--- DATA PROVIDED Enclosed Below ---

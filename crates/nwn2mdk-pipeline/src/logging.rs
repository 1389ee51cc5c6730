//! Tracing subscriber setup
//!
//! Library code only emits `tracing` events; binaries call one of the
//! `init_*` functions once at startup to print them.

use std::sync::atomic::{AtomicBool, Ordering};
use tracing::Level;
use tracing_subscriber::{fmt, prelude::*, EnvFilter};

/// Default filter when `RUST_LOG` is unset
pub const DEFAULT_FILTER: &str = "warn,nwn2mdk=info";

static TRACING_INITIALIZED: AtomicBool = AtomicBool::new(false);

/// Initialize the default subscriber
///
/// Multiple calls are safe; only the first one installs a subscriber.
pub fn init_default() {
    init_with_config(TracingConfig::default());
}

/// Initialize tracing with a custom configuration
pub fn init_with_config(config: TracingConfig) {
    if TRACING_INITIALIZED
        .compare_exchange(false, true, Ordering::SeqCst, Ordering::Relaxed)
        .is_err()
    {
        return;
    }

    let filter = EnvFilter::try_from_default_env().unwrap_or_else(|_| EnvFilter::new(&config.default_level));

    let fmt_layer = fmt::layer()
        .with_writer(std::io::stderr)
        .with_target(config.show_target)
        .with_file(config.show_file)
        .with_line_number(config.show_line_number);

    // Another subscriber may already be installed by the embedding program.
    let _ = tracing_subscriber::registry().with(fmt_layer).with(filter).try_init();
}

/// Configuration for tracing initialization
#[derive(Debug, Clone)]
pub struct TracingConfig {
    /// Filter directive used when `RUST_LOG` is unset
    pub default_level: String,
    /// Show the target (module path) in log output
    pub show_target: bool,
    pub show_file: bool,
    pub show_line_number: bool,
}

impl Default for TracingConfig {
    fn default() -> Self {
        Self {
            default_level: DEFAULT_FILTER.to_string(),
            show_target: true,
            show_file: false,
            show_line_number: false,
        }
    }
}

impl TracingConfig {
    /// Config for a `-v` count: 0 keeps the default filter, 1 is debug,
    /// 2 or more is trace with source locations
    pub fn from_verbosity(verbosity: u8) -> Self {
        let level = verbosity_level(verbosity);
        let mut config = Self::default();
        if let Some(level) = level {
            config.default_level = format!("warn,nwn2mdk={}", level.as_str().to_lowercase());
        }
        if level == Some(Level::TRACE) {
            config.show_file = true;
            config.show_line_number = true;
        }
        config
    }
}

/// Level selected by a `-v` count, `None` for the default
pub fn verbosity_level(verbosity: u8) -> Option<Level> {
    match verbosity {
        0 => None,
        1 => Some(Level::DEBUG),
        _ => Some(Level::TRACE),
    }
}

#[cfg(test)]
mod tests {
    use super::*;

    #[test]
    fn test_tracing_config_default() {
        let config = TracingConfig::default();
        assert_eq!(config.default_level, "warn,nwn2mdk=info");
        assert!(config.show_target);
        assert!(!config.show_file);
    }

    #[test]
    fn test_from_verbosity() {
        assert_eq!(TracingConfig::from_verbosity(0).default_level, DEFAULT_FILTER);
        assert_eq!(TracingConfig::from_verbosity(1).default_level, "warn,nwn2mdk=debug");

        let trace = TracingConfig::from_verbosity(5);
        assert_eq!(trace.default_level, "warn,nwn2mdk=trace");
        assert!(trace.show_line_number);
    }

    #[test]
    fn test_repeated_init_is_ignored() {
        init_default();
        init_with_config(TracingConfig::from_verbosity(2));
        tracing::info!("still logging after second init");
    }
}
//! Import and export orchestration
//!
//! Import: run `nw2fbx` on the game files, let the host read the interchange
//! file, then fold legacy annotations into schemas. Export: attach export
//! annotations, let the host write the interchange file, run `fbx2nw`, then
//! purge the annotations again. The interchange file never outlives a run.

use nwn2mdk_core::{Error, Result};
use nwn2mdk_metadata::Scene;
use std::path::PathBuf;
use tracing::{info, warn};

use crate::config::PipelineConfig;
use crate::converter::{ConverterExit, ConverterInvocation};
use crate::host::{InterchangeOptions, SceneHost};
use crate::report::Report;
use crate::staging::StagingWorkspace;

/// Files to import and where to run the import converter
#[derive(Debug, Clone)]
pub struct ImportRequest {
    /// Selected file; its directory is the working directory
    pub target: PathBuf,
    /// Files to convert, relative to the working directory. Empty means
    /// just `target`.
    pub files: Vec<PathBuf>,
    pub automatic_bone_orientation: bool,
}

impl ImportRequest {
    pub fn new(target: impl Into<PathBuf>) -> Self {
        Self {
            target: target.into(),
            files: Vec::new(),
            automatic_bone_orientation: true,
        }
    }

    pub fn with_files<I, P>(mut self, files: I) -> Self
    where
        I: IntoIterator<Item = P>,
        P: Into<PathBuf>,
    {
        self.files = files.into_iter().map(Into::into).collect();
        self
    }

    pub fn with_bone_orientation(mut self, enabled: bool) -> Self {
        self.automatic_bone_orientation = enabled;
        self
    }
}

/// Outcome of an import
#[derive(Debug, Clone, PartialEq)]
pub struct ImportReport {
    /// Indices of the imported objects in the scene
    pub objects: Vec<usize>,
    /// Converter exit; a failure here did not stop the import
    pub converter: ConverterExit,
    pub log_path: PathBuf,
}

/// Output file and interchange options of an export
#[derive(Debug, Clone)]
pub struct ExportRequest {
    pub target: PathBuf,
    pub options: InterchangeOptions,
}

impl ExportRequest {
    /// Static model export
    pub fn mdb(target: impl Into<PathBuf>) -> Self {
        Self {
            target: target.into(),
            options: InterchangeOptions::static_pose(),
        }
    }

    /// Skeleton/animation export, baking keyframes when `bake` is set
    pub fn gr2(target: impl Into<PathBuf>, bake: Option<f32>) -> Result<Self> {
        let options = match bake {
            Some(simplify_factor) => InterchangeOptions::baked_animation(simplify_factor)?,
            None => InterchangeOptions::static_pose(),
        };
        Ok(Self {
            target: target.into(),
            options,
        })
    }
}

/// Outcome of an export that got as far as running the converter
#[derive(Debug, Clone, PartialEq)]
pub struct ExportReport {
    /// Absolute path of the file the converter was asked to write
    pub output: PathBuf,
    pub converter: ConverterExit,
    pub log_path: PathBuf,
}

impl ExportReport {
    pub fn is_success(&self) -> bool {
        self.converter.is_success()
    }

    /// Message for the user, present only when the converter failed
    pub fn report(&self) -> Option<Report> {
        if self.is_success() {
            return None;
        }
        Some(Report::error(format!(
            "Error during export. See {} for errors.",
            self.log_path.display()
        )))
    }

    /// Turn a converter failure into [`Error::ConverterFailure`]
    pub fn into_result(self) -> Result<Self> {
        match self.converter {
            ConverterExit::Success => Ok(self),
            ConverterExit::Failure { code } => Err(Error::ConverterFailure {
                code,
                log: self.log_path,
            }),
        }
    }
}

/// Drives the converters against a host
pub struct Pipeline<H> {
    config: PipelineConfig,
    host: H,
}

impl<H: SceneHost> Pipeline<H> {
    pub fn new(config: PipelineConfig, host: H) -> Self {
        Self { config, host }
    }

    pub fn config(&self) -> &PipelineConfig {
        &self.config
    }

    pub fn host(&self) -> &H {
        &self.host
    }

    pub fn host_mut(&mut self) -> &mut H {
        &mut self.host
    }

    pub fn into_host(self) -> H {
        self.host
    }

    /// Convert game files and append the resulting objects to `scene`
    ///
    /// A nonzero converter exit is logged and recorded in the report; the
    /// run only fails if no interchange file was produced. The scene is left
    /// untouched on error.
    pub fn import(&mut self, scene: &mut Scene, request: &ImportRequest) -> Result<ImportReport> {
        let workspace = StagingWorkspace::resolve(&request.target)?;
        let executable = self.config.import_converter_path()?;
        let inputs = import_inputs(&workspace, request)?;

        info!(
            target = %request.target.display(),
            files = inputs.len(),
            work_dir = %workspace.work_dir().display(),
            "Starting import"
        );

        let staged = workspace.stage_interchange();
        let converter = ConverterInvocation::new(executable, workspace.work_dir(), workspace.log_path())
            .args(inputs)
            .output(StagingWorkspace::interchange_name())
            .invoke()?;

        if !converter.is_success() {
            warn!(
                exit = %converter,
                log = %workspace.log_path().display(),
                "Import converter reported errors"
            );
        }

        if !staged.exists() {
            return Err(Error::MissingArtifact(staged.path().to_path_buf()));
        }

        let options = InterchangeOptions::for_import(request.automatic_bone_orientation);
        let imported = self
            .host
            .import_interchange(staged.path(), &options)
            .map_err(Error::Host)?;
        drop(staged);

        let mut objects = Vec::with_capacity(imported.len());
        let mut classified = 0;
        for mut object in imported {
            if object.adopt_legacy_annotations() {
                classified += 1;
            }
            objects.push(scene.push(object));
        }

        info!(objects = objects.len(), classified, "Import complete");

        Ok(ImportReport {
            objects,
            converter,
            log_path: workspace.log_path(),
        })
    }

    /// Write `scene` to the game format at `request.target`
    ///
    /// A converter failure is not an error here: it shows up in the returned
    /// report (see [`ExportReport::report`]). Host and launch errors are
    /// returned after the scene has been purged and the interchange file
    /// removed.
    pub fn export(&mut self, scene: &mut Scene, request: &ExportRequest) -> Result<ExportReport> {
        let workspace = StagingWorkspace::resolve(&request.target)?;
        let output_name = request
            .target
            .file_name()
            .ok_or_else(|| Error::InvalidPath {
                path: request.target.clone(),
            })?
            .to_os_string();
        let executable = self.config.export_converter_path()?;
        request.options.validate()?;

        info!(
            target = %request.target.display(),
            objects = scene.len(),
            bake_animation = request.options.bake_animation,
            "Starting export"
        );

        for object in scene.iter_mut() {
            object.stage_export_annotations();
        }

        let staged = workspace.stage_interchange();
        let outcome = self
            .host
            .export_interchange(staged.path(), &scene.objects, &request.options)
            .map_err(Error::Host)
            .and_then(|()| {
                ConverterInvocation::new(executable, workspace.work_dir(), workspace.log_path())
                    .arg(staged.path())
                    .output(&output_name)
                    .invoke()
            });

        for object in scene.iter_mut() {
            object.purge_export_annotations();
        }
        drop(staged);

        let converter = outcome?;
        let report = ExportReport {
            output: workspace.work_dir().join(&output_name),
            converter,
            log_path: workspace.log_path(),
        };

        match report.report() {
            Some(message) => warn!(exit = %converter, "{}", message.message),
            None => info!(output = %report.output.display(), "Export complete"),
        }

        Ok(report)
    }
}

/// Converter inputs joined onto the working directory
fn import_inputs(workspace: &StagingWorkspace, request: &ImportRequest) -> Result<Vec<PathBuf>> {
    if request.files.is_empty() {
        let name = request.target.file_name().ok_or_else(|| Error::InvalidPath {
            path: request.target.clone(),
        })?;
        return Ok(vec![workspace.work_dir().join(name)]);
    }

    Ok(request
        .files
        .iter()
        .map(|file| workspace.work_dir().join(file))
        .collect())
}

#[cfg(test)]
mod tests {
    use super::*;

    #[test]
    fn test_gr2_request_options() {
        let static_pose = ExportRequest::gr2("c_dwarf_skel.gr2", None).unwrap();
        assert!(!static_pose.options.bake_animation);

        let baked = ExportRequest::gr2("c_dwarf_walk.gr2", Some(0.0)).unwrap();
        assert!(baked.options.bake_animation);
        assert_eq!(baked.options.bake_simplify_factor, 0.0);

        let err = ExportRequest::gr2("c_dwarf_walk.gr2", Some(250.0)).unwrap_err();
        assert!(matches!(err, Error::InvalidValue { .. }));
    }

    #[test]
    fn test_report_only_on_failure() {
        let mut report = ExportReport {
            output: PathBuf::from("/work/c_dwarf.mdb"),
            converter: ConverterExit::Success,
            log_path: PathBuf::from("/work/log.txt"),
        };
        assert!(report.report().is_none());
        assert!(report.clone().into_result().is_ok());

        report.converter = ConverterExit::Failure { code: Some(1) };
        let message = report.report().unwrap();
        assert_eq!(message.message, "Error during export. See /work/log.txt for errors.");

        let err = report.into_result().unwrap_err();
        assert!(matches!(err, Error::ConverterFailure { code: Some(1), .. }));
    }

    #[test]
    fn test_import_inputs_default_to_target() {
        let workspace = StagingWorkspace::resolve("/models/c_dwarf.mdb").unwrap();
        let request = ImportRequest::new("/models/c_dwarf.mdb");
        assert_eq!(
            import_inputs(&workspace, &request).unwrap(),
            vec![PathBuf::from("/models/c_dwarf.mdb")]
        );

        let request = request.with_files(["c_dwarf_skel.gr2", "c_dwarf.mdb"]);
        assert_eq!(
            import_inputs(&workspace, &request).unwrap(),
            vec![
                PathBuf::from("/models/c_dwarf_skel.gr2"),
                PathBuf::from("/models/c_dwarf.mdb"),
            ]
        );
    }
}
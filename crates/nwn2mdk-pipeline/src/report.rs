//! User-facing run reports

use serde::{Deserialize, Serialize};
use std::fmt;

/// Severity of a [`Report`]
#[derive(Debug, Clone, Copy, PartialEq, Eq, PartialOrd, Ord, Serialize, Deserialize)]
#[serde(rename_all = "lowercase")]
pub enum Severity {
    Info,
    Warning,
    Error,
}

impl Severity {
    pub fn as_str(&self) -> &'static str {
        match self {
            Severity::Info => "info",
            Severity::Warning => "warning",
            Severity::Error => "error",
        }
    }
}

impl fmt::Display for Severity {
    fn fmt(&self, f: &mut fmt::Formatter<'_>) -> fmt::Result {
        f.write_str(self.as_str())
    }
}

/// One message for the user
#[derive(Debug, Clone, PartialEq, Eq, Serialize, Deserialize)]
pub struct Report {
    pub severity: Severity,
    pub message: String,
}

impl Report {
    pub fn new(severity: Severity, message: impl Into<String>) -> Self {
        Self {
            severity,
            message: message.into(),
        }
    }

    pub fn error(message: impl Into<String>) -> Self {
        Self::new(Severity::Error, message)
    }

    pub fn warning(message: impl Into<String>) -> Self {
        Self::new(Severity::Warning, message)
    }
}

impl fmt::Display for Report {
    fn fmt(&self, f: &mut fmt::Formatter<'_>) -> fmt::Result {
        write!(f, "{}: {}", self.severity, self.message)
    }
}

#[cfg(test)]
mod tests {
    use super::*;

    #[test]
    fn test_report_display() {
        let report = Report::error("Error during export. See /tmp/log.txt for errors.");
        assert_eq!(report.to_string(), "error: Error during export. See /tmp/log.txt for errors.");
        assert!(Severity::Error > Severity::Warning);
    }
}
//! Unified error handling for NWN2MDK
//!
//! Every fallible operation in the metadata and pipeline crates returns
//! this error type. Staging cleanup never produces one.

use std::path::PathBuf;
use thiserror::Error;

/// Opaque error raised by the host scene collaborator
pub type HostError = Box<dyn std::error::Error + Send + Sync + 'static>;

/// Unified error type for all NWN2MDK operations
#[derive(Error, Debug)]
pub enum Error {
    // ==================== I/O Errors ====================

    /// Standard I/O error
    #[error("I/O error: {0}")]
    Io(#[from] std::io::Error),

    /// Target path is empty or has no file name
    #[error("Invalid target path: {path:?}")]
    InvalidPath {
        path: PathBuf,
    },

    // ==================== Converter Errors ====================

    /// Converter executable could not be started
    #[error("Failed to launch converter {executable:?}: {source}")]
    Launch {
        executable: PathBuf,
        #[source]
        source: std::io::Error,
    },

    /// Expected interchange file is absent after a converter run
    #[error("Converter did not produce {0:?}")]
    MissingArtifact(PathBuf),

    /// Converter exited with a nonzero status
    #[error("Converter failed (exit code {}), see {log:?} for errors", .code.map_or_else(|| "none".to_string(), |c| c.to_string()))]
    ConverterFailure {
        code: Option<i32>,
        log: PathBuf,
    },

    // ==================== Host Errors ====================

    /// Error raised by the host scene collaborator, passed through unmodified
    #[error(transparent)]
    Host(HostError),

    // ==================== Data Errors ====================

    /// Value rejected by a typed setter
    #[error("Invalid value for {field}: {message}")]
    InvalidValue {
        field: String,
        message: String,
    },

    /// JSON (de)serialization error
    #[error("Serialization error: {0}")]
    Serialization(#[from] serde_json::Error),

    // ==================== Configuration Errors ====================

    /// Invalid configuration
    #[error("Invalid configuration: {message}")]
    InvalidConfig {
        message: String,
    },

    // ==================== General Errors ====================

    /// Custom error with context
    #[error("{context}: {source}")]
    WithContext {
        context: String,
        #[source]
        source: Box<Error>,
    },
}

/// Result type using the unified Error
pub type Result<T> = std::result::Result<T, Error>;

impl Error {
    /// Create an error with additional context
    pub fn with_context(self, context: impl Into<String>) -> Self {
        Error::WithContext {
            context: context.into(),
            source: Box::new(self),
        }
    }

    /// Create an invalid value error
    pub fn invalid_value(field: impl Into<String>, message: impl Into<String>) -> Self {
        Error::InvalidValue {
            field: field.into(),
            message: message.into(),
        }
    }

    /// Create an invalid configuration error
    pub fn invalid_config(message: impl Into<String>) -> Self {
        Error::InvalidConfig {
            message: message.into(),
        }
    }

    /// Wrap a host collaborator error
    pub fn host(error: impl Into<HostError>) -> Self {
        Error::Host(error.into())
    }

    /// Strip any `WithContext` layers
    pub fn root(&self) -> &Error {
        match self {
            Error::WithContext { source, .. } => source.root(),
            other => other,
        }
    }

    /// Check if this error stems from the converter process
    pub fn is_converter_error(&self) -> bool {
        matches!(
            self.root(),
            Error::Launch { .. } | Error::MissingArtifact(_) | Error::ConverterFailure { .. }
        )
    }

    /// Check if this error was raised by the host collaborator
    pub fn is_host_error(&self) -> bool {
        matches!(self.root(), Error::Host(_))
    }
}

/// Extension trait for adding context to Results
pub trait ResultExt<T> {
    /// Add context to an error
    fn context(self, context: impl Into<String>) -> Result<T>;

    /// Add context with a closure (lazy evaluation)
    fn with_context<F>(self, f: F) -> Result<T>
    where
        F: FnOnce() -> String;
}

impl<T> ResultExt<T> for Result<T> {
    fn context(self, context: impl Into<String>) -> Result<T> {
        self.map_err(|e| e.with_context(context))
    }

    fn with_context<F>(self, f: F) -> Result<T>
    where
        F: FnOnce() -> String,
    {
        self.map_err(|e| e.with_context(f()))
    }
}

--- End of Enclosed DATA PROVIDED ---

◆ TASK INSTRUCTIONS ◆
The answer must consist of every line from the entries above that contains "InvalidValue".

◆ ANSWER FOR THE TASK ◆
        assert!(matches!(err, Error::InvalidValue { .. }));
    InvalidValue {
        Error::InvalidValue {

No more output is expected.